## SOURCE DATA
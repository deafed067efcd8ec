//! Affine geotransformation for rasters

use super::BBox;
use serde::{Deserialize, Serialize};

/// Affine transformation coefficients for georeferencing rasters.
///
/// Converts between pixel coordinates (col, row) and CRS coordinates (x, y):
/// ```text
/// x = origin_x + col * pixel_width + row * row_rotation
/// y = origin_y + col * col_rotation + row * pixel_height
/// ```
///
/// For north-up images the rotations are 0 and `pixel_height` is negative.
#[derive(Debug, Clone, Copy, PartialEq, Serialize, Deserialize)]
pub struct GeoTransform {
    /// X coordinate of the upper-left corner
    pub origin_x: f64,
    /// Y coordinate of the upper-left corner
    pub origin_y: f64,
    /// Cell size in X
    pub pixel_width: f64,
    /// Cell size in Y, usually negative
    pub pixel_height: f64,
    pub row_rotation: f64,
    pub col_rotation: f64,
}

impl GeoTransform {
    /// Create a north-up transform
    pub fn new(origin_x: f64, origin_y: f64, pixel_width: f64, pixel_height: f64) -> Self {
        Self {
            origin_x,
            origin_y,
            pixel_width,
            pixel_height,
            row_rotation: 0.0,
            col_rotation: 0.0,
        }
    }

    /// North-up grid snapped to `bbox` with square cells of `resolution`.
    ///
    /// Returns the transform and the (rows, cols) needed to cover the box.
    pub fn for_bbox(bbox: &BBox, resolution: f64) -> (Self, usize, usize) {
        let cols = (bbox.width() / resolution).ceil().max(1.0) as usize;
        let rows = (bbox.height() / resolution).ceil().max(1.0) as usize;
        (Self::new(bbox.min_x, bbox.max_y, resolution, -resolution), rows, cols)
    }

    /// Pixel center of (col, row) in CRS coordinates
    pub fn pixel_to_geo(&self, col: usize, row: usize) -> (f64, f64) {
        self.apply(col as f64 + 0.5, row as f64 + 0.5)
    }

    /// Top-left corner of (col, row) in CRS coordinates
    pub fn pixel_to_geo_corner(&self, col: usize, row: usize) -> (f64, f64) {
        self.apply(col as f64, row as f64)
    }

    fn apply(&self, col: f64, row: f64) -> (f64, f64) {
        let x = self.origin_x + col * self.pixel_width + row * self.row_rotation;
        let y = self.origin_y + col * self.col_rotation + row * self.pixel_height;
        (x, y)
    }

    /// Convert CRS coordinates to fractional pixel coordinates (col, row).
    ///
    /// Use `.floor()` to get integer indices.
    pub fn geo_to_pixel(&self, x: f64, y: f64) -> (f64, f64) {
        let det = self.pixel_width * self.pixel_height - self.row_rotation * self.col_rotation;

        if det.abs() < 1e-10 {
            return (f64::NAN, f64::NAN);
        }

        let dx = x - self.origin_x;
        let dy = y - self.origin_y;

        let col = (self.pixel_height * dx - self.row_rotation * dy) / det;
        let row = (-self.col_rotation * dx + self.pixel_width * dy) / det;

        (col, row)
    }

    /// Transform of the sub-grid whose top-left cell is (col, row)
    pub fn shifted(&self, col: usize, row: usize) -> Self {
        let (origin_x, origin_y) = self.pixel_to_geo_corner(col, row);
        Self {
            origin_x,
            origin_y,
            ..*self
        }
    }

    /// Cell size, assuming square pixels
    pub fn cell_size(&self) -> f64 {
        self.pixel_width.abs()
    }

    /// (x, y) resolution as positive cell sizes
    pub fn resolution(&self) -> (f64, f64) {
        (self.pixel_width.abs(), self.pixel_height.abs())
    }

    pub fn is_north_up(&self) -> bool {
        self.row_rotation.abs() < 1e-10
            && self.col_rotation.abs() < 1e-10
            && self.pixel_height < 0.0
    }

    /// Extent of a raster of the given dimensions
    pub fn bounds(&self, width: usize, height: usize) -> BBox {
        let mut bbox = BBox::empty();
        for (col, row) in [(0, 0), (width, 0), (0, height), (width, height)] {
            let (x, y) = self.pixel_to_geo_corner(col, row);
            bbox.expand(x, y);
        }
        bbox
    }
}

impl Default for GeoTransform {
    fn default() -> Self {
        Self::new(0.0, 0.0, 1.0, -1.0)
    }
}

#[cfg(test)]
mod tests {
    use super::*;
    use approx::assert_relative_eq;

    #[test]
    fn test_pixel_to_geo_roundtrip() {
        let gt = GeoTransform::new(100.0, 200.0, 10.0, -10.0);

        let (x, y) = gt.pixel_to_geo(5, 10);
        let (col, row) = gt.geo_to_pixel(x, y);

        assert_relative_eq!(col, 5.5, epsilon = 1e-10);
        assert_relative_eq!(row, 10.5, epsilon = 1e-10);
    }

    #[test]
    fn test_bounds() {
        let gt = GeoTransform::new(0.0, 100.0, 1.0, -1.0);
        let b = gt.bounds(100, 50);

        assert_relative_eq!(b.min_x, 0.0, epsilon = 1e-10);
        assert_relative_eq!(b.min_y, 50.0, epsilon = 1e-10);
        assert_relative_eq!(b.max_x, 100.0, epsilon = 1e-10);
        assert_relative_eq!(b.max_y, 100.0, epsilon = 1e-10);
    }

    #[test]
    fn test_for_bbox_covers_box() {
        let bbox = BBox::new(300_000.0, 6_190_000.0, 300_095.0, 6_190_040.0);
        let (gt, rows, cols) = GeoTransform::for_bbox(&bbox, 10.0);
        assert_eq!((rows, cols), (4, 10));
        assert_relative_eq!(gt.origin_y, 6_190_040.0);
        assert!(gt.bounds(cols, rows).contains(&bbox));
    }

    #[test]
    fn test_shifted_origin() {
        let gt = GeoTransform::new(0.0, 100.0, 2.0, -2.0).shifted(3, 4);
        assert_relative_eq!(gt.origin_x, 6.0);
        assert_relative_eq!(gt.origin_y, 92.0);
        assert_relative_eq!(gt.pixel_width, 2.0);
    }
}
...
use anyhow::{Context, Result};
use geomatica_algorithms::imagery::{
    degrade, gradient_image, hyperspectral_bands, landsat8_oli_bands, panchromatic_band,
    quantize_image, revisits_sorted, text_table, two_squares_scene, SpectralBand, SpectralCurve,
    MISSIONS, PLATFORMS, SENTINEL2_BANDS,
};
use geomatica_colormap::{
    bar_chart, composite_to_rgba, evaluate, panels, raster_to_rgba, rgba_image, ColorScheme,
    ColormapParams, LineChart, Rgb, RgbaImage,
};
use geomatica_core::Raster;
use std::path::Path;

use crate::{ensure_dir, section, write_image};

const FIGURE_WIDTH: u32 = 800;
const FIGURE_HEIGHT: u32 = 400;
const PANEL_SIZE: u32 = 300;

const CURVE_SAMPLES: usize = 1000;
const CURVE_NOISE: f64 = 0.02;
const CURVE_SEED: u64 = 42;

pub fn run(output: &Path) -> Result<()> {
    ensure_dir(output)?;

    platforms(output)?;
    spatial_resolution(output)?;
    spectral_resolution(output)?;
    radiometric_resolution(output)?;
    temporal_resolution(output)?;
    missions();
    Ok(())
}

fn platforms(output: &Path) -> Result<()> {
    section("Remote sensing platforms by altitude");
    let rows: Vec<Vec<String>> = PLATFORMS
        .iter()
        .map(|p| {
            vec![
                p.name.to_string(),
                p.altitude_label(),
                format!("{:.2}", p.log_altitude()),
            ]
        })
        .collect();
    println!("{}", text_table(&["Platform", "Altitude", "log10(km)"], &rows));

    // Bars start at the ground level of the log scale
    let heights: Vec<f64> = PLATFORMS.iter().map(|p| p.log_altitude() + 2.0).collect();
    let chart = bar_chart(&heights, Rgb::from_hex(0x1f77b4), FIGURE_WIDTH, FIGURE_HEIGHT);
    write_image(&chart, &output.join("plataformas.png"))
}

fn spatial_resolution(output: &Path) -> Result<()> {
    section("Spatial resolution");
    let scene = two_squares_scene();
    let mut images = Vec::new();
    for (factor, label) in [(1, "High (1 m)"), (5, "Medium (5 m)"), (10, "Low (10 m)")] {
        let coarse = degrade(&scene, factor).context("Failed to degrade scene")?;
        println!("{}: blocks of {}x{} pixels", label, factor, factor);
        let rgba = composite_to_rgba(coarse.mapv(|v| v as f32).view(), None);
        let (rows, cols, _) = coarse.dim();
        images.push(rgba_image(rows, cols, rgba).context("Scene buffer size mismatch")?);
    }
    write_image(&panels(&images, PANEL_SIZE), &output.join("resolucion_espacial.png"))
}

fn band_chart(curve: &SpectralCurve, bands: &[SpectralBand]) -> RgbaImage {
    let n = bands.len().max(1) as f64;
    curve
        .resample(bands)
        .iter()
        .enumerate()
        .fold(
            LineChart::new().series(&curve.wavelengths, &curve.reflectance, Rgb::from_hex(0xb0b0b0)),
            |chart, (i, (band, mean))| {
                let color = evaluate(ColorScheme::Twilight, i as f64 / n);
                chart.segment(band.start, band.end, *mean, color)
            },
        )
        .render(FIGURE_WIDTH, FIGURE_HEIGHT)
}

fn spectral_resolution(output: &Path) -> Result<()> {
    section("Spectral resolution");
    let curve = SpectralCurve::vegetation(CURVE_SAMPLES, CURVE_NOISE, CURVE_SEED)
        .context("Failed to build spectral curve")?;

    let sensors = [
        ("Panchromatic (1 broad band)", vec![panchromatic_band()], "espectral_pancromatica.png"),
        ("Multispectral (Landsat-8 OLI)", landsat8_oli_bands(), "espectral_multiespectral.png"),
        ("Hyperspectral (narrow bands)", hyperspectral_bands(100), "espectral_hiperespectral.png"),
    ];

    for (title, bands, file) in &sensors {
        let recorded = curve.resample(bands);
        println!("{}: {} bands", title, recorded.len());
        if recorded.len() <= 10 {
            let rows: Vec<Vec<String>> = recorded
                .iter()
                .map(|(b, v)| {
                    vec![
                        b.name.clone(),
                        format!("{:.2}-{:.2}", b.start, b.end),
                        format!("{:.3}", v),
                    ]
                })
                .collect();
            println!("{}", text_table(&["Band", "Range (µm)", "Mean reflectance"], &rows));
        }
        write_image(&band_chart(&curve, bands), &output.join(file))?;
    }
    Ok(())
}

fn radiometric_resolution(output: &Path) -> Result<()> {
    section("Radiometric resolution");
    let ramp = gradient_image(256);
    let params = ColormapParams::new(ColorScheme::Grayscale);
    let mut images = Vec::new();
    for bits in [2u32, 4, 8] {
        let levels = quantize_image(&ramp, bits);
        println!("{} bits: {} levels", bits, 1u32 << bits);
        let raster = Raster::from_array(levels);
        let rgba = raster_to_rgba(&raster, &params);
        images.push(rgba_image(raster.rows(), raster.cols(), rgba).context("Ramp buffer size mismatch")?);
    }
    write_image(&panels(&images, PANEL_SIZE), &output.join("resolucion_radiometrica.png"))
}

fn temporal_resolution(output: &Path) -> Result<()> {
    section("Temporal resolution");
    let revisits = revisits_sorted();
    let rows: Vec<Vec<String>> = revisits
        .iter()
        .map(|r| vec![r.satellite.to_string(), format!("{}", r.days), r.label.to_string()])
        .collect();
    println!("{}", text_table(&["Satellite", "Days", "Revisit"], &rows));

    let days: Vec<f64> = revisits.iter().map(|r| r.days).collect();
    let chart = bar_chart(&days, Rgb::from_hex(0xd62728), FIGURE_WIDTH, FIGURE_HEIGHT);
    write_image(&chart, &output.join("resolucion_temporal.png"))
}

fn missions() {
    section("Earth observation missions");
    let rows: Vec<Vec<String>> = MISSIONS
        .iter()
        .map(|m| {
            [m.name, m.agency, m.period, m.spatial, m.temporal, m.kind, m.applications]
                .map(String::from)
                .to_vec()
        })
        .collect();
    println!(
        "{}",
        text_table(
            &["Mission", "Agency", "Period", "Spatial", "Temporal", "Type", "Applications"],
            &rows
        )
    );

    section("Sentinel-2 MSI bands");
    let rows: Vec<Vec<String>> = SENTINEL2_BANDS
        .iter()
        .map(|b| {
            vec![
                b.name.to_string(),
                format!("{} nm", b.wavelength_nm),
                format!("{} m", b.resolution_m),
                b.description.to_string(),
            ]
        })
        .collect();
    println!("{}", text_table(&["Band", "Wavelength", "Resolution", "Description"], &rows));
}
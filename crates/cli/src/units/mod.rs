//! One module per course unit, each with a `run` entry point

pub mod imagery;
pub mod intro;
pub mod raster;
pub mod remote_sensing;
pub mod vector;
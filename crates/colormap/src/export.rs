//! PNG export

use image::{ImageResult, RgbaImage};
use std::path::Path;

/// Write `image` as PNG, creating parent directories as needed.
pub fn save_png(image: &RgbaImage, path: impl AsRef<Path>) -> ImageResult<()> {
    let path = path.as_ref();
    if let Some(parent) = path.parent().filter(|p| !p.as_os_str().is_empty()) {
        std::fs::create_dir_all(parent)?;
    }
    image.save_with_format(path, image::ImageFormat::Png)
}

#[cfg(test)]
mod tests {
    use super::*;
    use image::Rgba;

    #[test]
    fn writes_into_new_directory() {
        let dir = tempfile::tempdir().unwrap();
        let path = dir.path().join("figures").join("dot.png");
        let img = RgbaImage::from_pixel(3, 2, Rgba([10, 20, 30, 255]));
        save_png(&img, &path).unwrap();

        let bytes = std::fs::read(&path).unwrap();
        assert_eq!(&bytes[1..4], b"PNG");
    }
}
---
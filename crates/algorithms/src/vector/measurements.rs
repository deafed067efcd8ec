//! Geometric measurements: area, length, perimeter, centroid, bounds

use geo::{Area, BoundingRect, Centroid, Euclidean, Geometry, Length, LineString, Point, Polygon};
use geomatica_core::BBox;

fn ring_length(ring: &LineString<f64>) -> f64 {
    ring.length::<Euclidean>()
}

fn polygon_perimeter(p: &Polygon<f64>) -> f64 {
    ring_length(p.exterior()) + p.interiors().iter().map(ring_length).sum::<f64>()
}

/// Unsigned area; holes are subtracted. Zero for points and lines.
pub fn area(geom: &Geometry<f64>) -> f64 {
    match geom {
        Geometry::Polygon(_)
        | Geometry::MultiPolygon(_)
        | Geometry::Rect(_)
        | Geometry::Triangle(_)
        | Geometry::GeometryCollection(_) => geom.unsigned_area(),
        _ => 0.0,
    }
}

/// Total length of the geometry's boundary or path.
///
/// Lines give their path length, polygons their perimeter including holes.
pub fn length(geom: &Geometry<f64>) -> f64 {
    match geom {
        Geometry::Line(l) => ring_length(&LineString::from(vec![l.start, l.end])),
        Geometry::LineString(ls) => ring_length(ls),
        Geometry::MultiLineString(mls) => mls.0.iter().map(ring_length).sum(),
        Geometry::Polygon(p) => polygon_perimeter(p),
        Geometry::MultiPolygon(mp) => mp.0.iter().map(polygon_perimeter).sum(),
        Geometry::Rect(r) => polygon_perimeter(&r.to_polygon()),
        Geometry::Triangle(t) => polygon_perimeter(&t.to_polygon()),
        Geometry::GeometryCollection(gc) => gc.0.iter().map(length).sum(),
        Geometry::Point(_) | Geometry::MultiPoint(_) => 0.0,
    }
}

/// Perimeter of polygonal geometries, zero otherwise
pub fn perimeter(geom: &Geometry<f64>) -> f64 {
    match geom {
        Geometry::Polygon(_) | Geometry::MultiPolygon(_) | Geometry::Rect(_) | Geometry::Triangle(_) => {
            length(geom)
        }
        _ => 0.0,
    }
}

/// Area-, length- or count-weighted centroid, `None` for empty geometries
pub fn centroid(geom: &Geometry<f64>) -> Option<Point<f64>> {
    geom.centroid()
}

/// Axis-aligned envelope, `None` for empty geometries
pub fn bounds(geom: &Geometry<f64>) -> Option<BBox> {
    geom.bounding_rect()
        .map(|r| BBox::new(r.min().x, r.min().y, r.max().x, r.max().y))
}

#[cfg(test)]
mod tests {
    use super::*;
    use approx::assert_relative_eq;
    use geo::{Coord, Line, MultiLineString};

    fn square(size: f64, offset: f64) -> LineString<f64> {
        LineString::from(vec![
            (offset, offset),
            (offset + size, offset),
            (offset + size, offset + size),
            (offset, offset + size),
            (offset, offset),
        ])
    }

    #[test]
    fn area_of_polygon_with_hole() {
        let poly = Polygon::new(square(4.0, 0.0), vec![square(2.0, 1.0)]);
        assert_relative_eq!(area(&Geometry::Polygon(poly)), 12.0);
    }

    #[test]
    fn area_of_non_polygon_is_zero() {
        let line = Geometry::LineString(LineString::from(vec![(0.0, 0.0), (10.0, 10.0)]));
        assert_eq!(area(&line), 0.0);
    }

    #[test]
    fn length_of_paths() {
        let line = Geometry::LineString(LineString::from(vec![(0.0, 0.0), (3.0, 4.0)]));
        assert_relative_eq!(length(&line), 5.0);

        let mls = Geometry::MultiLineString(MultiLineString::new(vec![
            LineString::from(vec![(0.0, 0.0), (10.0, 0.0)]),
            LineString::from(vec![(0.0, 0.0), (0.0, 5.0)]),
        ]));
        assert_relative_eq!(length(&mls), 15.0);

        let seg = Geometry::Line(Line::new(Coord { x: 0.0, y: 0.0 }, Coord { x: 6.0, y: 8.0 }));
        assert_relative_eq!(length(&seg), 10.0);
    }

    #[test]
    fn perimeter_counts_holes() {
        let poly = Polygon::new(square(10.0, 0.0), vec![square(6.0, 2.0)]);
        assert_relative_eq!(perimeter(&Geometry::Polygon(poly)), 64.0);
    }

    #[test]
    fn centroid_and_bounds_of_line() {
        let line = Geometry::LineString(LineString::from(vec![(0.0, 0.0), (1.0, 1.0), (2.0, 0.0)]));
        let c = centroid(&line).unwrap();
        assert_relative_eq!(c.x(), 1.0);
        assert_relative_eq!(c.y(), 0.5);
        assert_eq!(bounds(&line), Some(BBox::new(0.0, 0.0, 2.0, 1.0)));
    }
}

## WHAT IS NEEDED
Find the word "negative" in the entries, and copy every line it shows up in.

## SOLUTION TO THIS EXERCISE
/// For north-up images the rotations are 0 and `pixel_height` is negative.
    /// Cell size in Y, usually negative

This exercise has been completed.